What is being asked
Transcribe the records that follow, preserving every word.
Start of Data
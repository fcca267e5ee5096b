//! Loads inputs once and runs the selected queries against shared state

use crate::registry::QueryRegistry;
use chatstat_core::{
    load_messages, AnalyticsConfig, AnalyticsError, Classification, Message, QueryContext, Result,
};
use chatstat_ids::{ConversationMap, UserMap};
use std::path::{Path, PathBuf};
use tracing::{debug, info, warn};

pub struct QueryExecutor {
    config: AnalyticsConfig,
    messages: Vec<Message>,
    users: Option<UserMap>,
    conversations: Option<ConversationMap>,
    classification: Classification,
    registry: QueryRegistry,
}

impl QueryExecutor {
    /// Read the message stream and identifier maps named by `config`.
    ///
    /// The message stream is mandatory; a missing map file leaves that
    /// context key absent so only the queries needing it fail.
    pub fn load(config: AnalyticsConfig) -> Result<Self> {
        config.validate()?;
        let messages = load_messages(&config.messages_path())?;
        let users = load_optional(&config.users_path(), UserMap::from_json)?;
        let conversations = load_optional(&config.conversations_path(), ConversationMap::from_json)?;
        Self::new(config, messages, users, conversations)
    }

    pub fn new(
        config: AnalyticsConfig,
        messages: Vec<Message>,
        users: Option<UserMap>,
        conversations: Option<ConversationMap>,
    ) -> Result<Self> {
        config.validate()?;
        let classification = Classification::classify(&messages);
        debug!(
            records = messages.len(),
            conversations = classification.len(),
            groups = classification.group_count(),
            "classified conversations"
        );
        let registry = QueryRegistry::from_config(&config);
        Ok(Self {
            config,
            messages,
            users,
            conversations,
            classification,
            registry,
        })
    }

    pub fn config(&self) -> &AnalyticsConfig {
        &self.config
    }

    pub fn messages(&self) -> &[Message] {
        &self.messages
    }

    pub fn classification(&self) -> &Classification {
        &self.classification
    }

    pub fn registry(&self) -> &QueryRegistry {
        &self.registry
    }

    fn context(&self) -> QueryContext<'_> {
        let mut context = QueryContext::new(&self.config).with_groups(&self.classification);
        if let Some(users) = &self.users {
            context = context.with_users(users);
        }
        if let Some(conversations) = &self.conversations {
            context = context.with_conversations(conversations);
        }
        context
    }

    /// Run the queries selected in the configuration
    pub fn run(&self) -> Result<Vec<PathBuf>> {
        self.run_selected(&self.config.queries)
    }

    /// Run `selectors` in order, stopping at the first failure.
    ///
    /// Every selector is resolved before anything executes.
    pub fn run_selected(&self, selectors: &[String]) -> Result<Vec<PathBuf>> {
        let queries = self.registry.resolve(selectors)?;
        let context = self.context();

        let mut written = Vec::with_capacity(queries.len());
        for query in queries {
            written.push(query.run(&self.messages, &context)?);
        }
        info!(queries = written.len(), "all queries finished");
        Ok(written)
    }
}

/// A map with the wrong shape is malformed input, like a bad stream.
fn load_optional<T>(
    path: &Path,
    parse: impl FnOnce(&str) -> serde_json::Result<T>,
) -> Result<Option<T>> {
    if !path.exists() {
        warn!(path = %path.display(), "identifier map not found, continuing without it");
        return Ok(None);
    }
    let contents = std::fs::read_to_string(path)?;
    let map = parse(&contents)
        .map_err(|err| AnalyticsError::MalformedInput(format!("{}: {}", path.display(), err)))?;
    Ok(Some(map))
}

#[cfg(test)]
mod tests {
    use super::*;

    fn executor(dir: &Path, messages: Vec<Message>) -> QueryExecutor {
        let config = AnalyticsConfig {
            output_dir: dir.to_path_buf(),
            ..Default::default()
        };
        QueryExecutor::new(
            config,
            messages,
            Some(UserMap::new()),
            Some(ConversationMap::new()),
        )
        .unwrap()
    }

    #[test]
    fn test_classification_precomputed() {
        let temp = tempfile::TempDir::new().unwrap();
        let exec = executor(
            temp.path(),
            vec![
                Message::new("c1", "a", &[], 0),
                Message::new("c1", "b", &[], 0),
                Message::new("c1", "c", &[], 0),
            ],
        );
        assert!(exec.classification().is_group("c1"));
    }

    #[test]
    fn test_unknown_query_fails_before_execution() {
        let temp = tempfile::TempDir::new().unwrap();
        let exec = executor(temp.path(), vec![Message::new("c1", "a", &["x"], 0)]);

        let err = exec
            .run_selected(&["0".to_string(), "42".to_string()])
            .unwrap_err();
        assert!(matches!(err, AnalyticsError::UnknownQueryId { .. }));
        assert!(!temp.path().join("0_query_count_messages.csv").exists());
    }

    #[test]
    fn test_empty_stream_aborts_queue() {
        let temp = tempfile::TempDir::new().unwrap();
        let exec = executor(temp.path(), Vec::new());
        let err = exec.run().unwrap_err();
        assert!(matches!(err, AnalyticsError::EmptyInput { ref query_id } if query_id == "count_messages"));
    }

    #[test]
    fn test_invalid_config_rejected() {
        let config = AnalyticsConfig {
            words_count: 0,
            ..Default::default()
        };
        assert!(QueryExecutor::new(config, Vec::new(), None, None).is_err());
    }

    #[test]
    fn test_missing_map_file_is_optional() {
        let temp = tempfile::TempDir::new().unwrap();
        let loaded = load_optional(&temp.path().join("absent.json"), UserMap::from_json).unwrap();
        assert!(loaded.is_none());
    }
}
End of Data
Exercise answer
repository fcca267e5ee5096b
//! Loads inputs once and runs the selected queries against shared state

use crate::registry::QueryRegistry;
use chatstat_core::{
    load_messages, AnalyticsConfig, AnalyticsError, Classification, Message, QueryContext, Result,
};
use chatstat_ids::{ConversationMap, UserMap};
use std::path::{Path, PathBuf};
use tracing::{debug, info, warn};

pub struct QueryExecutor {
    config: AnalyticsConfig,
    messages: Vec<Message>,
    users: Option<UserMap>,
    conversations: Option<ConversationMap>,
    classification: Classification,
    registry: QueryRegistry,
}

impl QueryExecutor {
    /// Read the message stream and identifier maps named by `config`.
    ///
    /// The message stream is mandatory; a missing map file leaves that
    /// context key absent so only the queries needing it fail.
    pub fn load(config: AnalyticsConfig) -> Result<Self> {
        config.validate()?;
        let messages = load_messages(&config.messages_path())?;
        let users = load_optional(&config.users_path(), UserMap::from_json)?;
        let conversations = load_optional(&config.conversations_path(), ConversationMap::from_json)?;
        Self::new(config, messages, users, conversations)
    }

    pub fn new(
        config: AnalyticsConfig,
        messages: Vec<Message>,
        users: Option<UserMap>,
        conversations: Option<ConversationMap>,
    ) -> Result<Self> {
        config.validate()?;
        let classification = Classification::classify(&messages);
        debug!(
            records = messages.len(),
            conversations = classification.len(),
            groups = classification.group_count(),
            "classified conversations"
        );
        let registry = QueryRegistry::from_config(&config);
        Ok(Self {
            config,
            messages,
            users,
            conversations,
            classification,
            registry,
        })
    }

    pub fn config(&self) -> &AnalyticsConfig {
        &self.config
    }

    pub fn messages(&self) -> &[Message] {
        &self.messages
    }

    pub fn classification(&self) -> &Classification {
        &self.classification
    }

    pub fn registry(&self) -> &QueryRegistry {
        &self.registry
    }

    fn context(&self) -> QueryContext<'_> {
        let mut context = QueryContext::new(&self.config).with_groups(&self.classification);
        if let Some(users) = &self.users {
            context = context.with_users(users);
        }
        if let Some(conversations) = &self.conversations {
            context = context.with_conversations(conversations);
        }
        context
    }

    /// Run the queries selected in the configuration
    pub fn run(&self) -> Result<Vec<PathBuf>> {
        self.run_selected(&self.config.queries)
    }

    /// Run `selectors` in order, stopping at the first failure.
    ///
    /// Every selector is resolved before anything executes.
    pub fn run_selected(&self, selectors: &[String]) -> Result<Vec<PathBuf>> {
        let queries = self.registry.resolve(selectors)?;
        let context = self.context();

        let mut written = Vec::with_capacity(queries.len());
        for query in queries {
            written.push(query.run(&self.messages, &context)?);
        }
        info!(queries = written.len(), "all queries finished");
        Ok(written)
    }
}

/// A map with the wrong shape is malformed input, like a bad stream.
fn load_optional<T>(
    path: &Path,
    parse: impl FnOnce(&str) -> serde_json::Result<T>,
) -> Result<Option<T>> {
    if !path.exists() {
        warn!(path = %path.display(), "identifier map not found, continuing without it");
        return Ok(None);
    }
    let contents = std::fs::read_to_string(path)?;
    let map = parse(&contents)
        .map_err(|err| AnalyticsError::MalformedInput(format!("{}: {}", path.display(), err)))?;
    Ok(Some(map))
}

#[cfg(test)]
mod tests {
    use super::*;

    fn executor(dir: &Path, messages: Vec<Message>) -> QueryExecutor {
        let config = AnalyticsConfig {
            output_dir: dir.to_path_buf(),
            ..Default::default()
        };
        QueryExecutor::new(
            config,
            messages,
            Some(UserMap::new()),
            Some(ConversationMap::new()),
        )
        .unwrap()
    }

    #[test]
    fn test_classification_precomputed() {
        let temp = tempfile::TempDir::new().unwrap();
        let exec = executor(
            temp.path(),
            vec![
                Message::new("c1", "a", &[], 0),
                Message::new("c1", "b", &[], 0),
                Message::new("c1", "c", &[], 0),
            ],
        );
        assert!(exec.classification().is_group("c1"));
    }

    #[test]
    fn test_unknown_query_fails_before_execution() {
        let temp = tempfile::TempDir::new().unwrap();
        let exec = executor(temp.path(), vec![Message::new("c1", "a", &["x"], 0)]);

        let err = exec
            .run_selected(&["0".to_string(), "42".to_string()])
            .unwrap_err();
        assert!(matches!(err, AnalyticsError::UnknownQueryId { .. }));
        assert!(!temp.path().join("0_query_count_messages.csv").exists());
    }

    #[test]
    fn test_empty_stream_aborts_queue() {
        let temp = tempfile::TempDir::new().unwrap();
        let exec = executor(temp.path(), Vec::new());
        let err = exec.run().unwrap_err();
        assert!(matches!(err, AnalyticsError::EmptyInput { ref query_id } if query_id == "count_messages"));
    }

    #[test]
    fn test_invalid_config_rejected() {
        let config = AnalyticsConfig {
            words_count: 0,
            ..Default::default()
        };
        assert!(QueryExecutor::new(config, Vec::new(), None, None).is_err());
    }

    #[test]
    fn test_missing_map_file_is_optional() {
        let temp = tempfile::TempDir::new().unwrap();
        let loaded = load_optional(&temp.path().join("absent.json"), UserMap::from_json).unwrap();
        assert!(loaded.is_none());
    }
}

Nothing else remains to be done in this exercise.